What the task requires:
Within the records below, find each line with the word "ApiClient" and copy it out.

Stored data entries:
========================================

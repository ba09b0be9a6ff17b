//! Controller runtime: executes effects, feeds results back into `update`.
//!
//! All side effects happen here. The reducer stays pure and produces
//! effects; this module runs them against the API client and clipboard and
//! turns the outcomes into events. A dispatch runs until no effects remain.

use std::collections::VecDeque;
use std::time::Instant;

use todo_hive_core::api::ApiClient;
use todo_hive_core::error::ApiError;
use tracing::{debug, warn};

use crate::clipboard::Clipboard;
use crate::effects::UiEffect;
use crate::events::{EffectError, UiEvent};
use crate::state::AppState;
use crate::update;

pub struct Runtime {
    client: ApiClient,
    clipboard: Box<dyn Clipboard>,
    /// Pending alert dismissals as (deadline, alert id).
    dismissals: Vec<(Instant, u64)>,
}

impl Runtime {
    pub fn new(client: ApiClient, clipboard: Box<dyn Clipboard>) -> Self {
        Self {
            client,
            clipboard,
            dismissals: Vec::new(),
        }
    }

    pub fn client(&self) -> &ApiClient {
        &self.client
    }

    /// State seeded from the stored session.
    ///
    /// # Errors
    /// Returns an error if the token store cannot be read.
    pub fn initial_state(&self) -> Result<AppState, ApiError> {
        Ok(AppState::new(self.client.session()?))
    }

    /// Feeds `event` to the reducer and runs effects until none remain.
    pub async fn dispatch(&mut self, state: &mut AppState, event: UiEvent) {
        let mut queue = VecDeque::from([event]);
        while let Some(event) = queue.pop_front() {
            for effect in update(state, event) {
                queue.extend(self.execute(effect).await);
            }
        }
    }

    /// Removes alerts whose dismissal deadline has passed.
    ///
    /// Returns whether anything was dismissed.
    pub fn dismiss_expired(&mut self, state: &mut AppState, now: Instant) -> bool {
        let expired = self.expired_alerts(now);
        for &id in &expired {
            // DismissAlert never produces effects.
            let _ = update(state, UiEvent::DismissAlert { id });
        }
        !expired.is_empty()
    }

    /// Drains dismissals due at `now`.
    pub fn expired_alerts(&mut self, now: Instant) -> Vec<u64> {
        let mut expired = Vec::new();
        self.dismissals.retain(|&(deadline, id)| {
            if deadline <= now {
                expired.push(id);
                false
            } else {
                true
            }
        });
        expired
    }

    async fn execute(&mut self, effect: UiEffect) -> Vec<UiEvent> {
        debug!(effect = effect.name(), "executing effect");
        match effect {
            UiEffect::VerifySession => {
                let result = self.client.verify_session().await.map_err(describe);
                self.with_session(UiEvent::SessionVerified(result))
            }
            UiEffect::Login { username, password } => {
                let result = self
                    .client
                    .login(&username, &password)
                    .await
                    .map_err(describe);
                self.with_session(UiEvent::LoginFinished(result))
            }
            UiEffect::Register { username, password } => {
                let result = self
                    .client
                    .register(&username, &password)
                    .await
                    .map_err(describe);
                self.with_session(UiEvent::RegisterFinished(result))
            }
            UiEffect::LoadUser => {
                let result = self.client.current_user().await.map_err(describe);
                vec![UiEvent::UserLoaded(result)]
            }
            UiEffect::LoadTodos => {
                let result = self.client.list_todos().await.map_err(describe);
                vec![UiEvent::TodosLoaded(result)]
            }
            UiEffect::CreateTodo { content } => {
                let result = self.client.create_todo(&content).await.map_err(describe);
                vec![UiEvent::TodoCreated(result)]
            }
            UiEffect::ClearSession => {
                if let Err(err) = self.client.logout() {
                    warn!(%err, "failed to clear stored token");
                }
                self.session_synced().into_iter().collect()
            }
            UiEffect::CopyToClipboard { text } => {
                let result = self
                    .clipboard
                    .copy(&text)
                    .map_err(|err| EffectError::new(err.to_string()));
                vec![UiEvent::TokenCopied(result)]
            }
            UiEffect::ScheduleDismiss { id, after } => {
                self.dismissals.push((Instant::now() + after, id));
                vec![]
            }
        }
    }

    /// Prepends a fresh session snapshot to `result`.
    fn with_session(&self, result: UiEvent) -> Vec<UiEvent> {
        let mut events: Vec<UiEvent> = self.session_synced().into_iter().collect();
        events.push(result);
        events
    }

    fn session_synced(&self) -> Option<UiEvent> {
        match self.client.session() {
            Ok(session) => Some(UiEvent::SessionSynced(session)),
            Err(err) => {
                warn!(%err, "failed to read session");
                None
            }
        }
    }
}

fn describe(err: ApiError) -> EffectError {
    debug!(error = ?err, "effect failed");
    EffectError::from(&err)
}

========================================

Your response:
use todo_hive_core::api::ApiClient;
    client: ApiClient,
    pub fn new(client: ApiClient, clipboard: Box<dyn Clipboard>) -> Self {
    pub fn client(&self) -> &ApiClient {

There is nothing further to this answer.